A complaint must contain "a short and plain statement of the claim showing that the pleader is entitled to relief." Fed. R. Civ. P. 8(a)(2). Pro se complaints are held to a less stringent standard than those drafted by attorneys. Gordon v. Leeke, 574 F.2d 1147, 1151 (4th Cir. 1978). In evaluating a pro se complaint, the plaintiff's allegations are assumed to be true. Fine v. City of N.Y., 529 F.2d 70, 74 (2d Cir. 1975). The mandated liberal construction afforded to pro se pleadings means that if the court can reasonably read the pleadings to state a valid claim on which the plaintiff could prevail, it should do so. A federal court is charged with liberally construing a complaint filed by a pro se litigant to allow the development of a potentially meritorious case. Erickson v. Pardus, 551 U.S. 89, 94 (2007).
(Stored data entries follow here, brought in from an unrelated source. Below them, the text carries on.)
//! Pass-through clients for the external AI services. Nothing here does
//! inference locally; both clients POST to configured HTTP endpoints and
//! return the service's answer as-is.

pub mod analysis;
pub mod speech;

pub use analysis::{AiAnalysis, AnalysisClient};
pub use speech::SpeechClient;
//! Transcript classification pass-through.
//!
//! Sends the transcript of a captured recording to the configured analysis
//! endpoint, which extracts structured consumption fields (product, brand,
//! category, sentiment). The response is stored verbatim in the
//! `ai_analysis` column and echoed to the client as a draft log.

use serde::{Deserialize, Serialize};

use crate::config::ServicesConfig;
use crate::error::{AppError, AppResult};

/// Structured fields the analysis service extracts from a transcript.
#[derive(Debug, Clone, Default, Serialize, Deserialize)]
pub struct AiAnalysis {
    pub product: Option<String>,
    pub brand: Option<String>,
    pub category: Option<String>,
    pub sentiment: Option<String>,
    pub confidence: Option<f64>,
}

pub struct AnalysisClient {
    client: reqwest::Client,
    endpoint: String,
    api_key: String,
}

#[derive(Serialize)]
struct AnalysisRequest<'a> {
    text: &'a str,
}

impl AnalysisClient {
    /// Build a client from config; `None` when no endpoint is configured.
    pub fn from_config(services: &ServicesConfig) -> Option<Self> {
        if services.analysis_endpoint.is_empty() {
            return None;
        }
        Some(Self {
            client: reqwest::Client::new(),
            endpoint: services.analysis_endpoint.clone(),
            api_key: services.analysis_api_key.clone(),
        })
    }

    pub async fn analyze(&self, transcript: &str) -> AppResult<AiAnalysis> {
        let mut request = self
            .client
            .post(&self.endpoint)
            .json(&AnalysisRequest { text: transcript });
        if !self.api_key.is_empty() {
            request = request.header("Authorization", format!("Bearer {}", self.api_key));
        }

        let response = request.send().await?;
        if !response.status().is_success() {
            return Err(AppError::Internal(format!(
                "analysis service returned {}",
                response.status()
            )));
        }

        Ok(response.json::<AiAnalysis>().await?)
    }
}

#[cfg(test)]
mod tests {
    use super::*;

    #[test]
    fn test_analysis_fields_deserialize_partially() {
        // The service may return any subset of fields
        let parsed: AiAnalysis =
            serde_json::from_str(r#"{"product": "cola", "confidence": 0.93}"#).unwrap();
        assert_eq!(parsed.product.as_deref(), Some("cola"));
        assert!(parsed.brand.is_none());
        assert_eq!(parsed.confidence, Some(0.93));
    }

    #[test]
    fn test_unconfigured_endpoint_yields_no_client() {
        let services = ServicesConfig {
            speech_endpoint: String::new(),
            speech_api_key: String::new(),
            analysis_endpoint: String::new(),
            analysis_api_key: String::new(),
        };
        assert!(AnalysisClient::from_config(&services).is_none());
    }
}
//! Request telemetry: structured logging plus per-endpoint counters.
//!
//! One middleware covers both concerns so the request is timed once. Each
//! call logs start/completion with method, path, peer address, status, and
//! latency, and folds the same measurements into `AppState` metrics for
//! the `/metrics` endpoint.

use crate::state::AppState;
use actix_web::{
    dev::{forward_ready, Service, ServiceRequest, ServiceResponse, Transform},
    web, Error,
};
use futures_util::future::LocalBoxFuture;
use std::{
    future::{ready, Ready},
    time::Instant,
};
use tracing::{error, info};

pub struct Telemetry;

impl<S, B> Transform<S, ServiceRequest> for Telemetry
where
    S: Service<ServiceRequest, Response = ServiceResponse<B>, Error = Error>,
    S::Future: 'static,
    B: 'static,
{
    type Response = ServiceResponse<B>;
    type Error = Error;
    type InitError = ();
    type Transform = TelemetryMiddleware<S>;
    type Future = Ready<Result<Self::Transform, Self::InitError>>;

    fn new_transform(&self, service: S) -> Self::Future {
        ready(Ok(TelemetryMiddleware { service }))
    }
}

pub struct TelemetryMiddleware<S> {
    service: S,
}

impl<S, B> Service<ServiceRequest> for TelemetryMiddleware<S>
where
    S: Service<ServiceRequest, Response = ServiceResponse<B>, Error = Error>,
    S::Future: 'static,
    B: 'static,
{
    type Response = ServiceResponse<B>;
    type Error = Error;
    type Future = LocalBoxFuture<'static, Result<Self::Response, Self::Error>>;

    forward_ready!(service);

    fn call(&self, req: ServiceRequest) -> Self::Future {
        let start_time = Instant::now();
        let method = req.method().to_string();
        let path = req.uri().path().to_string();
        let endpoint = format!("{} {}", method, path);
        let remote_addr = req
            .connection_info()
            .realip_remote_addr()
            .unwrap_or("unknown")
            .to_string();

        if let Some(state) = req.app_data::<web::Data<AppState>>() {
            state.increment_request_count();
        }

        info!(method = %method, path = %path, remote_addr = %remote_addr, "request started");

        let fut = self.service.call(req);

        Box::pin(async move {
            let result = fut.await;
            let duration_ms = start_time.elapsed().as_millis() as u64;

            match &result {
                Ok(response) => {
                    let status = response.status();
                    let is_error = status.is_client_error() || status.is_server_error();

                    if let Some(state) = response.request().app_data::<web::Data<AppState>>() {
                        state.record_endpoint_request(&endpoint, duration_ms, is_error);
                        if is_error {
                            state.increment_error_count();
                        }
                    }

                    info!(
                        method = %method,
                        path = %path,
                        status = %status.as_u16(),
                        duration_ms = %duration_ms,
                        "request completed"
                    );
                }
                Err(err) => {
                    error!(
                        method = %method,
                        path = %path,
                        duration_ms = %duration_ms,
                        error = %err,
                        "request failed"
                    );
                }
            }

            result
        })
    }
}
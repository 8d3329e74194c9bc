use crate::error::CancellationError;
use log::info;
use std::time::Duration;
use tokio_util::sync::CancellationToken;

/// Returns `Err(CancellationError)` once `token` has been cancelled
///
/// Meant for blocking code running on a provider thread: call it between units of
/// work so a cancellation request stops the loop at the next checkpoint.
///
/// * `token` - the token handed to the blocking job
/// * `context` - label included in the log line when cancellation is observed
///
/// ```rust
/// use sync_facade_cancel::{check_cancellation, CancellationError, CancellationToken};
///
/// fn sum_slowly(token: &CancellationToken, items: &[i32]) -> Result<i32, CancellationError> {
///     let mut total = 0;
///     for item in items {
///         check_cancellation(token, "sum_slowly")?;
///         total += item;
///     }
///     Ok(total)
/// }
///
/// let token = CancellationToken::new();
/// assert_eq!(sum_slowly(&token, &[1, 2, 3]), Ok(6));
/// token.cancel();
/// assert_eq!(sum_slowly(&token, &[1, 2, 3]), Err(CancellationError));
/// ```
pub fn check_cancellation(
    token: &CancellationToken,
    context: &str,
) -> Result<(), CancellationError> {
    if token.is_cancelled() {
        info!("{}: cancellation detected", context);
        Err(CancellationError)
    } else {
        Ok(())
    }
}

/// Sleeps for `total` in slices of at most `step`, checking `token` between slices
///
/// Lets a blocking provider job simulate (or genuinely wait out) a long delay while
/// still reacting to cancellation within roughly one `step`.
pub fn sleep_with_cancellation(
    token: &CancellationToken,
    total: Duration,
    step: Duration,
    context: &str,
) -> Result<(), CancellationError> {
    let step = if step.is_zero() {
        Duration::from_millis(1)
    } else {
        step
    };
    let mut remaining = total;

    while !remaining.is_zero() {
        check_cancellation(token, context)?;
        let slice = remaining.min(step);
        std::thread::sleep(slice);
        remaining = remaining.saturating_sub(slice);
    }

    check_cancellation(token, context)
}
The requirement of liberal construction does not mean that the court can ignore a clear failure in the pleading to allege facts that set forth a claim currently cognizable in a federal district court. Weller v. Dep't of Soc. Servs., 901 F.2d 387, 390-91 (4th Cir. 1990). Although the court must liberally construe a pro se complaint, the United States Supreme Court has made it clear a plaintiff must do more than make conclusory statements to state a claim. See Ashcroft v. Iqbal, 556 U.S. 662, 677-78 (2009); Bell Atlantic Corp. v. Twombly, 550 U.S. 544, 555 (2007). Rather, the complaint must contain sufficient factual matter, accepted as true, to state a claim that is plausible on its face, and the reviewing court need only accept as true the complaint's factual allegations, not its legal conclusions. Iqbal, 556 U.S. at 678-79.

B. Analysis

1. Failure to Prosecute

On May 8, 2020, the undersigned issued a proper form order permitting Plaintiff until May 20, 2020, to: (1) complete a complaint form; (2) complete a summons form, and (3) complete Forms USM-285. [ECF No. 4]. Plaintiff has failed to respond to the court's order. The court's order was returned to the court on May 26, 2020 with notations stating "Return to Sender, Attempted - Not Known, Unable to Forward" and "Not at this address." [ECF No. 7]. Plaintiff has not filed any change of address in this case.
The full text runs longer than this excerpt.